- **TASK PROMPT**: Once a line is found to contain "ScoringEngine", copy it out of the listing.

- **DATA FOR THIS EXERCISE**:
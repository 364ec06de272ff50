use axum::{
    body::Body,
    http::{Request, StatusCode},
    Router,
};
use digitrust_core::{
    api::{self, AppState},
    engine::ScoringEngine,
    ledger::RevisionLedger,
    signer::RevisionSigner,
    store::ResultStore,
};
use http_body_util::BodyExt;
use serde_json::{json, Value};
use std::sync::Arc;
use tokio::sync::Mutex;
use tower::ServiceExt;

fn state() -> Arc<AppState> {
    let store = ResultStore::temporary().unwrap();
    let ledger = RevisionLedger::open(store.ledger_tree()).unwrap();
    Arc::new(AppState {
        engine: ScoringEngine::default(),
        store,
        ledger: Arc::new(Mutex::new(ledger)),
        signer: Arc::new(RevisionSigner::generate()),
    })
}

async fn send(app: Router, req: Request<Body>) -> (StatusCode, Value) {
    let response = app.oneshot(req).await.unwrap();
    let status = response.status();
    let bytes = response.into_body().collect().await.unwrap().to_bytes();
    let body = if bytes.is_empty() {
        Value::Null
    } else {
        serde_json::from_slice(&bytes).unwrap()
    };
    (status, body)
}

async fn post(state: &Arc<AppState>, uri: &str, body: Value) -> (StatusCode, Value) {
    let req = Request::builder()
        .method("POST")
        .uri(uri)
        .header("content-type", "application/json")
        .body(Body::from(body.to_string()))
        .unwrap();
    send(api::app(state.clone()), req).await
}

async fn get(state: &Arc<AppState>, uri: &str) -> (StatusCode, Value) {
    let req = Request::builder().uri(uri).body(Body::empty()).unwrap();
    send(api::app(state.clone()), req).await
}

fn validate_body(user: &str, city: &str, evidence: Value) -> Value {
    json!({
        "user_id": user,
        "address": {
            "house_no": "12",
            "street": "MG Road",
            "locality": "Swaraj Round",
            "city": city,
            "pin": "680001"
        },
        "consent": { "purpose": "kyc" },
        "evidence": evidence
    })
}

fn reference_evidence() -> Value {
    json!([
        { "type": "geo", "score": 80.0, "weight": 0.4 },
        { "type": "doc", "score": 60.0, "weight": 0.3 },
        { "type": "crowd", "score": 40.0, "weight": 0.3 }
    ])
}

async fn validate(state: &Arc<AppState>, user: &str, city: &str, evidence: Value) -> Value {
    let (status, body) = post(state, "/api/validate", validate_body(user, city, evidence)).await;
    assert_eq!(status, StatusCode::OK, "{body}");
    body
}

fn confirm(request_id: &str, postman: bool, delivery: bool, mark_vl: Option<&str>) -> Value {
    json!({
        "request_id": request_id,
        "admin_id": "adm_7",
        "postman_confirmed": postman,
        "delivery_confirmed": delivery,
        "mark_vl": mark_vl,
        "notes": "visited"
    })
}

#[tokio::test]
async fn validate_scores_the_reference_submission() {
    let state = state();
    let body = validate(&state, "u1", "Thrissur", reference_evidence()).await;

    assert!((body["acs"].as_f64().unwrap() - 62.0).abs() < 1e-9);
    assert_eq!(body["vl"], "VL2");
    assert_eq!(body["escalation_path"], "crowd_validation");
    assert_eq!(body["token_available"], false);
    assert_eq!(body["revision"], 0);
    assert_eq!(body["evidence"].as_array().unwrap().len(), 3);
    assert!(body["request_id"].as_str().unwrap().starts_with("vr_"));
    assert!(body["receipt"]["signature"].as_str().unwrap().len() == 128);

    let reasons: Vec<&str> = body["reason_codes"]
        .as_array()
        .unwrap()
        .iter()
        .map(|v| v.as_str().unwrap())
        .collect();
    assert!(reasons.contains(&"temporal_missing"));
    assert!(!reasons.contains(&"geo_low"));
}

#[tokio::test]
async fn empty_evidence_is_unprocessable() {
    let state = state();
    let (status, body) = post(&state, "/api/validate", validate_body("u1", "Thrissur", json!([]))).await;
    assert_eq!(status, StatusCode::UNPROCESSABLE_ENTITY);
    assert_eq!(body["code"], "NO_EVIDENCE");

    // 失败的请求不落库
    let (_, queue) = get(&state, "/api/admin/queue").await;
    assert!(queue["queue"].as_array().unwrap().is_empty());
}

#[tokio::test]
async fn unknown_evidence_type_is_unprocessable() {
    let state = state();
    let evidence = json!([{ "type": "satellite", "score": 50.0, "weight": 1.0 }]);
    let (status, body) = post(&state, "/api/validate", validate_body("u1", "Thrissur", evidence)).await;
    assert_eq!(status, StatusCode::UNPROCESSABLE_ENTITY);
    assert_eq!(body["code"], "INVALID_EVIDENCE");
}

#[tokio::test]
async fn zero_weights_are_unprocessable() {
    let state = state();
    let evidence = json!([{ "type": "geo", "score": 50.0, "weight": 0.0 }]);
    let (status, body) = post(&state, "/api/validate", validate_body("u1", "Thrissur", evidence)).await;
    assert_eq!(status, StatusCode::UNPROCESSABLE_ENTITY);
    assert_eq!(body["code"], "DEGENERATE_WEIGHTS");
}

#[tokio::test]
async fn result_lookup_and_not_found() {
    let state = state();
    let created = validate(&state, "u1", "Thrissur", reference_evidence()).await;
    let id = created["request_id"].as_str().unwrap();

    let (status, body) = get(&state, &format!("/api/result/{id}")).await;
    assert_eq!(status, StatusCode::OK);
    assert_eq!(body["acs"], created["acs"]);
    assert!(body.get("receipt").is_none());

    let (status, body) = get(&state, "/api/result/vr_nope").await;
    assert_eq!(status, StatusCode::NOT_FOUND);
    assert_eq!(body["code"], "NOT_FOUND");
}

#[tokio::test]
async fn admin_confirmation_is_idempotent() {
    let state = state();
    let evidence = json!([{ "type": "geo", "score": 50.0, "weight": 1.0 }]);
    let created = validate(&state, "u1", "Thrissur", evidence).await;
    let id = created["request_id"].as_str().unwrap();
    assert_eq!(created["escalation_path"], "crowd_validation");

    let (status, diff) = post(&state, "/api/admin/confirm", confirm(id, true, false, None)).await;
    assert_eq!(status, StatusCode::OK, "{diff}");
    assert_eq!(diff["old_acs"], 50.0);
    assert_eq!(diff["new_acs"], 65.0);
    assert_eq!(diff["revision"], 1);

    let (_, again) = post(&state, "/api/admin/confirm", confirm(id, true, false, None)).await;
    assert_eq!(again["new_acs"], 65.0);
    assert_eq!(again["revision"], 2);

    let (_, latest) = get(&state, &format!("/api/result/{id}")).await;
    assert_eq!(latest["escalation_path"], "auto_token");
    assert_eq!(latest["token_available"], true);
    assert_eq!(latest["last_review"]["admin_id"], "adm_7");

    let (_, revisions) = get(&state, &format!("/api/result/{id}/revisions")).await;
    assert_eq!(revisions.as_array().unwrap().len(), 3);
}

#[tokio::test]
async fn unknown_override_keeps_the_prior_revision() {
    let state = state();
    let created = validate(&state, "u1", "Thrissur", reference_evidence()).await;
    let id = created["request_id"].as_str().unwrap();

    let (status, body) = post(&state, "/api/admin/confirm", confirm(id, true, false, Some("VL9"))).await;
    assert_eq!(status, StatusCode::UNPROCESSABLE_ENTITY);
    assert_eq!(body["code"], "UNKNOWN_OVERRIDE");

    let (_, latest) = get(&state, &format!("/api/result/{id}")).await;
    assert_eq!(latest["revision"], 0);
    assert_eq!(latest["acs"], created["acs"]);

    // 事务回滚，账本里也没有多出叶子
    let (_, health) = get(&state, "/health").await;
    assert_eq!(health["ledger_leaves"], 1);
}

#[tokio::test]
async fn confirming_an_unknown_request_is_not_found() {
    let state = state();
    let (status, _) = post(&state, "/api/admin/confirm", confirm("vr_ghost", true, true, None)).await;
    assert_eq!(status, StatusCode::NOT_FOUND);
}

#[tokio::test]
async fn queue_lists_newest_first_and_pages() {
    let state = state();
    let first = validate(&state, "u1", "Thrissur", reference_evidence()).await;
    let second = validate(&state, "u2", "Kochi", reference_evidence()).await;

    let (status, body) = get(&state, "/api/admin/queue").await;
    assert_eq!(status, StatusCode::OK);
    let queue = body["queue"].as_array().unwrap();
    assert_eq!(queue.len(), 2);
    assert_eq!(queue[0]["request_id"], second["request_id"]);
    assert_eq!(queue[1]["request_id"], first["request_id"]);
    assert_eq!(queue[0]["status"], "awaiting_review");

    let (_, page) = get(&state, "/api/admin/queue?offset=1&limit=1").await;
    let page = page["queue"].as_array().unwrap();
    assert_eq!(page.len(), 1);
    assert_eq!(page[0]["request_id"], first["request_id"]);
}

#[tokio::test]
async fn history_requires_a_subject() {
    let state = state();
    validate(&state, "u1", "Thrissur", reference_evidence()).await;
    validate(&state, "u2", "Thrissur", reference_evidence()).await;

    let (status, body) = get(&state, "/api/history").await;
    assert_eq!(status, StatusCode::UNAUTHORIZED);
    assert_eq!(body["code"], "UNAUTHORIZED");

    let req = Request::builder()
        .uri("/api/history")
        .header(api::SUBJECT_HEADER, "u1")
        .body(Body::empty())
        .unwrap();
    let (status, body) = send(api::app(state.clone()), req).await;
    assert_eq!(status, StatusCode::OK);
    let history = body["history"].as_array().unwrap();
    assert_eq!(history.len(), 1);
    assert_eq!(history[0]["vl"], "VL2");
}

#[tokio::test]
async fn category_comparison_uses_same_city_peers() {
    let state = state();
    let first = validate(&state, "u1", "Thrissur", reference_evidence()).await;
    assert!(first["category_avg_comparison"].is_null());

    let evidence = json!([{ "type": "geo", "score": 77.0, "weight": 1.0 }]);
    let second = validate(&state, "u2", " thrissur ", evidence).await;
    let cmp = &second["category_avg_comparison"];
    assert_eq!(cmp["category"], "thrissur");
    assert!((cmp["average_acs"].as_f64().unwrap() - 62.0).abs() < 1e-9);
    assert!((cmp["difference"].as_f64().unwrap() - 15.0).abs() < 1e-9);
}

#[tokio::test]
async fn every_revision_gets_a_verifiable_audit_proof() {
    let state = state();
    let created = validate(&state, "u1", "Thrissur", reference_evidence()).await;
    let id = created["request_id"].as_str().unwrap();
    let (_, confirmed) = post(&state, "/api/admin/confirm", confirm(id, true, true, None)).await;

    for receipt in [&created["receipt"], &confirmed["receipt"]] {
        let pos = receipt["leaf_pos"].as_u64().unwrap();
        let (status, proof) = get(&state, &format!("/api/audit/{pos}")).await;
        assert_eq!(status, StatusCode::OK);
        assert_eq!(proof["proof_valid"], true);
        assert_eq!(proof["entry"]["request_id"], id);
        assert_eq!(proof["entry"]["leaf"], receipt["leaf"]);
    }

    let (status, _) = get(&state, "/api/audit/999").await;
    assert_eq!(status, StatusCode::NOT_FOUND);
}

#[tokio::test]
async fn dashboard_and_health_summarise_the_store() {
    let state = state();
    validate(&state, "u1", "Thrissur", reference_evidence()).await;
    let evidence = json!([{ "type": "geo", "score": 20.0, "weight": 1.0 }]);
    validate(&state, "u2", "Kochi", evidence).await;

    let (status, stats) = get(&state, "/api/admin/dashboard").await;
    assert_eq!(status, StatusCode::OK);
    assert_eq!(stats["total_validations"], 2);
    assert_eq!(stats["pending_validations"], 2);
    assert_eq!(stats["recent_validations"], 2);
    assert!((stats["avg_acs"].as_f64().unwrap() - 41.0).abs() < 1e-9);
    assert_eq!(stats["vl_distribution"]["VL2"], 1);
    assert_eq!(stats["vl_distribution"]["VL0"], 1);

    let (status, health) = get(&state, "/health").await;
    assert_eq!(status, StatusCode::OK);
    assert_eq!(health["status"], "ok");
    assert_eq!(health["ledger_leaves"], 2);
}

#[tokio::test]
async fn admin_review_detail_shows_request_and_trail() {
    let state = state();
    let created = validate(&state, "u1", "Thrissur", reference_evidence()).await;
    let id = created["request_id"].as_str().unwrap();

    let (status, detail) = get(&state, &format!("/api/admin/review/{id}")).await;
    assert_eq!(status, StatusCode::OK, "{detail}");
    assert_eq!(detail["status"], "awaiting_review");
    assert_eq!(detail["audit_trail"].as_array().unwrap().len(), 1);

    post(&state, "/api/admin/confirm", confirm(id, true, false, None)).await;

    let (status, detail) = get(&state, &format!("/api/admin/review/{id}")).await;
    assert_eq!(status, StatusCode::OK);
    assert_eq!(detail["request_id"], id);
    assert_eq!(detail["subject_id"], "u1");
    assert_eq!(detail["status"], "reviewed");
    assert_eq!(detail["consent"]["purpose"], "kyc");
    assert_eq!(detail["address"]["city"], "Thrissur");
    assert!(detail["created_at"].is_string());
    assert_eq!(detail["result"]["revision"], 1);
    assert_eq!(detail["result"]["evidence"].as_array().unwrap().len(), 3);

    let trail = detail["audit_trail"].as_array().unwrap();
    assert_eq!(trail.len(), 2);
    assert_eq!(trail[0]["revision"], 1);
    assert_eq!(trail[0]["review"]["admin_id"], "adm_7");
    assert!(trail[1]["review"].is_null());
    assert_eq!(trail[1]["ledger_pos"], created["receipt"]["leaf_pos"]);
    assert!(trail[0]["ledger_pos"].is_u64());

    let (status, body) = get(&state, "/api/admin/review/vr_nope").await;
    assert_eq!(status, StatusCode::NOT_FOUND);
    assert_eq!(body["code"], "NOT_FOUND");
}

#[tokio::test]
async fn replayed_ledger_matches_the_live_one() {
    let state = state();
    let created = validate(&state, "u1", "Thrissur", reference_evidence()).await;
    let id = created["request_id"].as_str().unwrap();
    post(&state, "/api/admin/confirm", confirm(id, false, true, None)).await;
    validate(&state, "u2", "Kochi", reference_evidence()).await;

    let live = state.ledger.lock().await.root().unwrap();
    let replayed = RevisionLedger::open(state.store.ledger_tree()).unwrap();
    assert_eq!(replayed.len(), 3);
    assert_eq!(replayed.root().unwrap(), live);
    assert!(live.is_some());
}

- **ANSWER SPACE**:
    engine::ScoringEngine,
        engine: ScoringEngine::default(),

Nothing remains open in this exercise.